Interest in structure of nucleic acids date from 1909 when Levene and Jacobs began reinvestigation of the structure of nucleotides. Finding that DNA was the long searched for genetic substance, gave further push leading to the nucleic acid research which has evolved now into several important fields of modern genetics, molecular biology and biochemistry.
Nucleic acids obtained from yeast yielded after a mild alkaline hydrolysis four pentose-nucleosides: adenosine, cytidine, guanosine, and uridine. Quite large amounts of nucleic acids were also isolated from thymus. Despite similarities this kind of nucleic acids could not be hydrolised by used before alkaline hydrolysis. It was only successfully degraded into deoxynucleotides in 1929 when Lavene adopted enzymes to hydrolyse deoxyribonucleic acid followed by mild acidic hydrolysis. He identified its pentose as the before unknown 2-deoxy-D-ribose and four bases adenosine, cytidine, guanosine and thimine.

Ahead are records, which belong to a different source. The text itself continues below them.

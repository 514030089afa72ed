use std::time::Duration;

/// Quiet period a value must hold before it is published.
///
/// Negative inputs are clamped to zero rather than rejected.
#[derive(Debug, Clone, Copy, PartialEq, Eq, PartialOrd, Ord, Hash)]
pub struct Delay(Duration);

impl Delay {
    /// 300ms, the quiet period used when the caller doesn't pick one.
    pub const DEFAULT: Delay = Delay(Duration::from_millis(300));

    pub const ZERO: Delay = Delay(Duration::ZERO);

    /// Build a delay from signed milliseconds, clamping negatives to zero.
    pub fn from_millis(ms: i64) -> Self {
        Self(Duration::from_millis(ms.max(0) as u64))
    }

    pub fn as_duration(&self) -> Duration {
        self.0
    }

    pub fn as_millis(&self) -> u128 {
        self.0.as_millis()
    }

    pub fn is_zero(&self) -> bool {
        self.0.is_zero()
    }
}

impl Default for Delay {
    fn default() -> Self {
        Self::DEFAULT
    }
}

impl From<Duration> for Delay {
    fn from(duration: Duration) -> Self {
        Self(duration)
    }
}

impl From<Delay> for Duration {
    fn from(delay: Delay) -> Self {
        delay.0
    }
}
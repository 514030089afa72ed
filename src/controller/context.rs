//! Events and options shared by the settle controller.

use value_debouncer::Delay;

use crate::{config::Config, entity::EqualityMode};

/// Events the settle loop reacts to.
#[derive(Debug, Clone, PartialEq, Eq)]
pub enum SettleEvent {
    /// A new input value
    Input(String),
    /// Change the delay; the wait restarts against the latest input
    DelayChanged(Delay),
    /// No more input; tear the holder down
    Eof,
}

/// What the settle loop needs from the resolved config.
#[derive(Debug, Clone, Copy, PartialEq, Eq)]
pub struct SettleOptions {
    pub delay: Delay,
    pub equality: EqualityMode,
    /// Wait for the pending value to settle before tearing down on EOF
    pub flush_on_eof: bool,
}

impl From<&Config> for SettleOptions {
    fn from(config: &Config) -> Self {
        Self {
            delay: config.delay,
            equality: config.equality,
            flush_on_eof: config.flush_on_eof,
        }
    }
}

Up to 1940 most groups of workers were convinced that hydrolysis of nucleic acids gave the appropriate four bases in equal relative proportions. Unfortunately enough the discovery led to a tetranucleotide hypothesis for the structure of both thymus and yeast nucleic acids, which retarded further progress on the molecular structure of nucleic acids. There were a few different proposals of the structure. They all had four arbitrary located nucleosides joined together by four phosphate residues in a variety of ways. The only but with huge importance facts which could not be agreed with this model was a high molecular weight of native DNA molecules and Avery’s work which showed that DNA was responsible for complete transforming the behaviour of bacteria.
Further discoveries (DNA was cut into mononucleotides by a nuclease, beta configuration of glycosidic linkage in ribonucleosides, chemical synthesis of short oligonucleotides) led to assumption that nucleic acids form a linear polimer in which each deoxyribonucleotide is linked to the next by means of a 3’- to 5’ phosphodiester bond. Because there were no known ways of obtaining the sequence of polinuclotides the researches concentrated themselves on different approaches to construct the secondary structure. It was belived, for example, that the bases point outward from the structure.

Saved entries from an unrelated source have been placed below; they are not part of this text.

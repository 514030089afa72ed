use thiserror::Error;
use value_debouncer::Delay;

/// One line of input.
#[derive(Debug, Clone, PartialEq, Eq)]
pub enum Line {
    /// A new input value
    Value(String),
    /// `:delay <ms>`
    Delay(Delay),
}

#[derive(Debug, Error, PartialEq, Eq)]
pub enum DirectiveError {
    #[error("unknown directive `:{0}`")]
    Unknown(String),

    #[error("`:delay` expects milliseconds, got `{0}`")]
    InvalidDelay(String),
}

impl Line {
    /// Lines starting with `:` are directives, `::` escapes a literal `:`.
    pub fn parse(line: &str) -> Result<Self, DirectiveError> {
        let Some(rest) = line.strip_prefix(':') else {
            return Ok(Line::Value(line.to_string()));
        };
        if rest.starts_with(':') {
            return Ok(Line::Value(rest.to_string()));
        }

        let mut parts = rest.split_whitespace();
        match parts.next() {
            Some("delay") => {
                let arg = parts.next().unwrap_or_default();
                arg.parse::<i64>()
                    .map(|ms| Line::Delay(Delay::from_millis(ms)))
                    .map_err(|_| DirectiveError::InvalidDelay(arg.to_string()))
            }
            other => Err(DirectiveError::Unknown(other.unwrap_or_default().to_string())),
        }
    }
}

The next step was done by Erwin Chargaff who began to investigate the base composition of DNA from a variety of sources using the new technique of paper chromatography. His data showed that there is a variation between samples of DNA from different species but this is overridden 1:1 ratio of thymidyne and adenine and also cytosine and guanine. Although the ratio of (T+A):(G+C) varies from species to species, different tissues from a single species give DNA of the same composition. Chargaff’s resultes finally discredited the tetranucleotide hypothesis as it called for equal amounts of four bases.

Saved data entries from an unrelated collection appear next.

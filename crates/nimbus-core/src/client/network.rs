//! Network creation.

use serde::{Deserialize, Serialize};

use super::ApiClient;
use crate::error::CoreError;

/// Result record for a created network.
#[derive(Debug, Clone, Deserialize)]
pub struct Network {
    pub id: String,
    pub label: String,

    /// API outcome marker ("success" on creation).
    #[serde(default)]
    pub result: String,
}

#[derive(Serialize)]
struct CreateNetworkRequest<'a> {
    label: &'a str,
}

impl ApiClient {
    /// Create a new private network with the given label.
    pub async fn create_network(&self, label: &str) -> Result<Network, CoreError> {
        self.post("/v2/networks", &CreateNetworkRequest { label }).await
    }
}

Francis Crick and Jim Watson from the beginning were persuaded to the model building approach which led Pauling and Corey to the alpha helix structure for peptides. They took advantage of published and unpublished resultes obtained by other researches. The best X-ray diffraction results came from King’s Collage, London. It was clear that DNA fibres posses a helical structure. Results suggested that DNA should be kept in moisture and that there is a difference between fibres of DNA in low humidity (A form) and high humidity (B form). Rosalind Franklin, one of the scientists greatly involved in the research, decided that such a behaviour requires the phophate groups to be exposed to water on the outside of the helix, with bases on the inside of the helix. Watson and Crick recognised the importance of the finding. The model built by them was a double, left-handed helix with bases facing the core of the helix and binding to each other thanks to the rule that A binds only with T and G only with C (complementary base pairing). 1953, the year when they published a helical model of DNA, is considered to be the beginning of modern biology.